Extracted data entries
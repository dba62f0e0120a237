//! A bounded FIFO that evicts its oldest entry instead of growing.

use std::collections::VecDeque;

use tracing::debug;

/// FIFO with a fixed capacity.
///
/// Pushing into a full queue drops the oldest entry and counts it. Overflow
/// is never an error: the caller sees the eviction only through
/// [`BoundedQueue::evicted`].
#[derive(Debug, Clone)]
pub struct BoundedQueue<T> {
    queue: VecDeque<T>,
    capacity: usize,
    evicted: u64,
}

impl<T> BoundedQueue<T> {
    /// A capacity of zero is treated as one.
    pub fn new(capacity: usize) -> Self {
        let capacity = capacity.max(1);
        Self {
            queue: VecDeque::with_capacity(capacity.min(64)),
            capacity,
            evicted: 0,
        }
    }

    /// Appends `item`, returning the entry evicted to make room, if any.
    pub fn push(&mut self, item: T) -> Option<T> {
        let dropped = if self.queue.len() >= self.capacity {
            self.evicted += 1;
            self.queue.pop_front()
        } else {
            None
        };
        if dropped.is_some() {
            debug!(
                "BoundedQueue: full at {}, evicted oldest (total {})",
                self.capacity, self.evicted
            );
        }
        self.queue.push_back(item);
        dropped
    }

    pub fn pop(&mut self) -> Option<T> {
        self.queue.pop_front()
    }

    pub fn front(&self) -> Option<&T> {
        self.queue.front()
    }

    /// Drops entries from the front while `predicate` holds. Returns how many.
    pub fn evict_while(&mut self, mut predicate: impl FnMut(&T) -> bool) -> usize {
        let mut count = 0;
        while let Some(front) = self.queue.front() {
            if !predicate(front) {
                break;
            }
            self.queue.pop_front();
            count += 1;
        }
        self.evicted += count as u64;
        count
    }

    pub fn len(&self) -> usize {
        self.queue.len()
    }

    pub fn is_empty(&self) -> bool {
        self.queue.is_empty()
    }

    pub fn capacity(&self) -> usize {
        self.capacity
    }

    /// Total entries dropped for capacity or age since creation.
    pub fn evicted(&self) -> u64 {
        self.evicted
    }

    pub fn clear(&mut self) {
        self.queue.clear();
    }
}
//! Audio data types, codecs and format conversion.
//!
//! # Data Types
//! - [`frame::SampleBlock`] - Interleaved PCM tagged with capture times
//! - [`sample`] - Float/int16 and planar/interleaved conversion
//!
//! # Codecs
//! - [`codec`] - Codec identifiers and the encoder/decoder adapters
//! - [`opus`] - Opus backend
//! - [`g711`] - A-law / µ-law backend
//!
//! # Conversion
//! - [`resampler::SampleRateConverter`] - Rate and channel conversion
//!
//! # Buffers
//! - [`buffers::BoundedQueue`], [`buffers::FrameAccumulator`], [`buffers::PacketQueue`]

pub mod buffers;
pub mod codec;
pub mod frame;
pub mod g711;
pub mod opus;
pub mod resampler;
pub mod sample;

pub use codec::{Codec, Decoder, Encoder, NativeFormat};
pub use frame::SampleBlock;
pub use resampler::{Conversion, ConverterMode, SampleRateConverter};
//! Repair chain built from step configurations.
//!
//! # Example
//!
//! ```rust
//! use reparo_config::{Preset, RepairChain, StepConfig};
//! use reparo_core::SampleBuffer;
//!
//! let preset = Preset::new("Cleanup")
//!     .with_step(StepConfig::new("declick"))
//!     .with_step(StepConfig::new("normalize").with_param("target", "-1dB"));
//!
//! let chain = RepairChain::from_preset(&preset).unwrap();
//! let input = SampleBuffer::from_fn(4800, 48000.0, |i| (i as f32 * 0.05).sin() * 0.2);
//! let output = chain.apply(&input);
//! assert_eq!(output.len(), input.len());
//! ```

use reparo_core::{
    BroadbandEq, ClickRemover, Compressor, DeHum, Fade, NoiseGate, Normalizer, Repair,
    SampleBuffer, VibratoSettings,
};

use crate::error::ConfigError;
use crate::preset::Preset;
use crate::step_config::{StepConfig, parse_chain_spec};

/// Step types a chain can build.
pub const STEP_TYPES: &[&str] = &[
    "gate", "declick", "dehum", "eq", "compress", "normalize", "fade", "vibrato",
];

struct ChainEntry {
    repair: Box<dyn Repair + Send>,
    bypassed: bool,
    step_type: String,
}

/// An ordered list of repair transforms applied one after another.
///
/// Bypassed steps stay in the chain (so they can be re-enabled) but are
/// skipped by [`apply`](Self::apply).
#[derive(Default)]
pub struct RepairChain {
    entries: Vec<ChainEntry>,
}

impl RepairChain {
    /// Create an empty chain. Applying it returns a copy of the input.
    pub fn new() -> Self {
        Self::default()
    }

    /// Build a chain from every step of `preset`.
    ///
    /// # Errors
    ///
    /// Fails on the first unknown step type, unknown parameter or
    /// unparsable value.
    pub fn from_preset(preset: &Preset) -> Result<Self, ConfigError> {
        Self::from_steps(&preset.steps)
    }

    /// Build a chain from step configurations.
    pub fn from_steps(steps: &[StepConfig]) -> Result<Self, ConfigError> {
        let mut chain = Self::new();
        for step in steps {
            chain.add_step(step)?;
        }
        Ok(chain)
    }

    /// Build a chain from a `type:key=value|type` string.
    pub fn from_spec(spec: &str) -> Result<Self, ConfigError> {
        Self::from_steps(&parse_chain_spec(spec)?)
    }

    /// Append a step.
    pub fn add_step(&mut self, config: &StepConfig) -> Result<(), ConfigError> {
        let repair = build_repair(config)?;
        tracing::debug!(
            step = %config.step_type,
            bypassed = config.bypassed,
            params = config.params.len(),
            "added repair step"
        );
        self.entries.push(ChainEntry {
            repair,
            bypassed: config.bypassed,
            step_type: config.step_type.clone(),
        });
        Ok(())
    }

    /// Number of steps, bypassed ones included.
    pub fn len(&self) -> usize {
        self.entries.len()
    }

    /// True when the chain has no steps.
    pub fn is_empty(&self) -> bool {
        self.entries.is_empty()
    }

    /// Bypass or re-enable the step at `index`. Returns false when out of range.
    pub fn set_bypassed(&mut self, index: usize, bypassed: bool) -> bool {
        match self.entries.get_mut(index) {
            Some(entry) => {
                entry.bypassed = bypassed;
                true
            }
            None => false,
        }
    }

    /// Whether the step at `index` is bypassed.
    pub fn is_bypassed(&self, index: usize) -> Option<bool> {
        self.entries.get(index).map(|e| e.bypassed)
    }

    /// Step types in order.
    pub fn step_names(&self) -> Vec<&str> {
        self.entries.iter().map(|e| e.step_type.as_str()).collect()
    }

    /// Run every active step over `input`.
    pub fn apply(&self, input: &SampleBuffer) -> SampleBuffer {
        let mut buffer = input.clone();
        for entry in self.entries.iter().filter(|e| !e.bypassed) {
            tracing::trace!(step = entry.repair.name(), "applying");
            buffer = entry.repair.apply(&buffer);
        }
        buffer
    }
}

impl Repair for RepairChain {
    fn name(&self) -> &'static str {
        "chain"
    }

    fn apply(&self, input: &SampleBuffer) -> SampleBuffer {
        RepairChain::apply(self, input)
    }
}

impl std::fmt::Debug for RepairChain {
    fn fmt(&self, f: &mut std::fmt::Formatter<'_>) -> std::fmt::Result {
        f.debug_list()
            .entries(self.entries.iter().map(|e| {
                if e.bypassed {
                    format!("!{}", e.step_type)
                } else {
                    e.step_type.clone()
                }
            }))
            .finish()
    }
}

/// Create the transform described by `config`, starting from its defaults.
pub fn build_repair(config: &StepConfig) -> Result<Box<dyn Repair + Send>, ConfigError> {
    let params = config.sorted_params();
    let unknown = |param: &str| ConfigError::UnknownParameter {
        step: config.step_type.clone(),
        param: param.to_string(),
    };

    let repair: Box<dyn Repair + Send> = match config.step_type.as_str() {
        "gate" => {
            let mut gate = NoiseGate::default();
            for (key, value) in params {
                match key {
                    "threshold" => gate.threshold_db = config.number(key, value)?,
                    "attack" => gate.attack_secs = config.number(key, value)?,
                    "release" => gate.release_secs = config.number(key, value)?,
                    _ => return Err(unknown(key)),
                }
            }
            Box::new(gate)
        }
        "declick" => {
            let mut declick = ClickRemover::default();
            for (key, value) in params {
                match key {
                    "threshold" => declick.threshold = config.number(key, value)?,
                    "window" => {
                        let v = config.number(key, value)?;
                        if v < 0.0 || v.fract() != 0.0 {
                            return Err(ConfigError::invalid_value(
                                &config.step_type,
                                key,
                                value,
                                "must be a whole number of samples",
                            ));
                        }
                        declick.window_samples = v as usize;
                    }
                    _ => return Err(unknown(key)),
                }
            }
            Box::new(declick)
        }
        "dehum" => {
            let mut dehum = DeHum::default();
            for (key, value) in params {
                match key {
                    "frequency" | "freq" => dehum.frequency = config.number(key, value)?,
                    "bandwidth" => dehum.bandwidth_hz = config.number(key, value)?,
                    _ => return Err(unknown(key)),
                }
            }
            Box::new(dehum)
        }
        "eq" => {
            let mut eq = BroadbandEq::default();
            for (key, value) in params {
                match key {
                    "low" => eq.low_db = config.number(key, value)?,
                    "mid" => eq.mid_db = config.number(key, value)?,
                    "high" => eq.high_db = config.number(key, value)?,
                    _ => return Err(unknown(key)),
                }
            }
            Box::new(eq)
        }
        "compress" => {
            let mut comp = Compressor::default();
            for (key, value) in params {
                match key {
                    "threshold" => comp.threshold_db = config.number(key, value)?,
                    "ratio" => comp.ratio = config.number(key, value)?,
                    "attack" => comp.attack_secs = config.number(key, value)?,
                    "release" => comp.release_secs = config.number(key, value)?,
                    "makeup" => comp.makeup_db = config.number(key, value)?,
                    "knee" => comp.knee_db = config.number(key, value)?,
                    _ => return Err(unknown(key)),
                }
            }
            Box::new(comp)
        }
        "normalize" => {
            let mut norm = Normalizer::default();
            for (key, value) in params {
                match key {
                    "target" => norm.target_db = config.number(key, value)?,
                    _ => return Err(unknown(key)),
                }
            }
            Box::new(norm)
        }
        "fade" => {
            let mut fade = Fade::default();
            for (key, value) in params {
                match key {
                    "in" => fade.fade_in_secs = config.number(key, value)?,
                    "out" => fade.fade_out_secs = config.number(key, value)?,
                    _ => return Err(unknown(key)),
                }
            }
            Box::new(fade)
        }
        "vibrato" => {
            let mut vibrato = VibratoSettings {
                enabled: true,
                ..VibratoSettings::default()
            };
            for (key, value) in params {
                match key {
                    "rate" => vibrato.rate_hz = config.number(key, value)?,
                    "depth" => vibrato.depth_percent = config.number(key, value)?,
                    _ => return Err(unknown(key)),
                }
            }
            Box::new(vibrato)
        }
        other => return Err(ConfigError::UnknownStep(other.to_string())),
    };

    Ok(repair)
}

Required action |
Each line above that includes "tracing" should be shown.

Task solution |
use tracing::debug;
        tracing::debug!(
            tracing::trace!(step = entry.repair.name(), "applying");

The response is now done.